Greenstein A J, Lowenthal D, Hammer G S, Schaffner F, Aufses A H
Am J Gastroenterol. 1984 Mar;79(3):217-26.
Changes in the etiology, clinical features, methods of diagnosis, and treatment of pyogenic liver abscess have occurred slowly but continuously over the past century. The earlier changes are well documented in the literature, and continuing variations in the classic patterns of disease are now evident. These include 1) a recent increase in incidence reflecting more accurate diagnostic techniques; 2) changes in bacteriology with a high incidence of Klebsiella infection; 3) a reduction in mortality, reflecting earlier diagnosis and more refined therapeutic methods; and 4) changes in the population at risk namely a large population of terminal cancer patients. Thirty-eight patients treated at the Mount Sinai Hospital over the past 16 years, 1967-1982, have been divided into two groups, each of 8 years duration, reflecting an earlier era before routine use of scanning procedures, and a later period when technetium, gallium, sonographic, and more recently CT imaging procedures were regularly done. During the latter period there was a significant increase in both the total number of liver abscesses diagnosed and in the number estimated as a proportion of all hospital admissions. Mortality has continued to fall to more acceptable levels with a 25% reduction overall. In the early era, extrahepatic intra-abdominal infection caused all four deaths. In the past 8 years obstructing or metastatic cancer has caused four of the five deaths. Bacteremia occurred in six of the nine deaths, five of these being of biliary origin. The decrease in mortality may reflect earlier diagnosis, an increase in the number of solitary abscesses, and better therapy.

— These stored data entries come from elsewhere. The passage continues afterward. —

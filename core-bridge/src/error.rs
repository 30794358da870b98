use bridge_traits::BridgeError;
use thiserror::Error;

#[derive(Error, Debug)]
pub enum Error {
    #[error("Configuration error: {0}")]
    Config(String),

    #[error("Capability missing: {capability} - {message}")]
    CapabilityMissing { capability: String, message: String },

    /// The host call itself failed. Deliberately kept apart from
    /// protocol-level failures, which are `InvocationResult::Failure` values.
    #[error("Host transport failure: {0}")]
    Transport(#[from] BridgeError),

    #[error("Serialization error: {0}")]
    Serialization(#[from] serde_json::Error),

    #[error("Internal error: {0}")]
    Internal(String),
}

pub type Result<T> = std::result::Result<T, Error>;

在过去的一个世纪里,化脓性肝脓肿的病因、临床特征、诊断方法和治疗方法虽变化缓慢,但一直在持续发生。早期的变化在文献中有充分记载,而疾病的经典模式仍在持续变化,目前已很明显。这些变化包括:1)发病率近期上升,这反映了诊断技术更加精确;2)细菌学发生变化,肺炎克雷伯菌感染发病率较高;3)死亡率降低,这反映了诊断更及时以及治疗方法更精细;4)高危人群发生变化,即晚期癌症患者群体庞大。在过去16年(1967 - 1982年)于西奈山医院接受治疗的38例患者被分为两组,每组各涵盖8年时间,分别反映在常规使用扫描程序之前的较早时期,以及之后定期进行锝、镓、超声检查以及最近的CT成像检查的时期。在后一时期,诊断出的肝脓肿总数以及其在所有住院患者中所占比例均显著增加。死亡率持续降至更可接受的水平,总体降低了25%。在早期,肝外腹腔内感染导致了全部4例死亡。在过去8年里,阻塞性或转移性癌症导致了5例死亡中的4例。9例死亡中有6例发生菌血症,其中5例源于胆道。死亡率的降低可能反映了诊断更及时、单发脓肿数量增加以及治疗效果更好。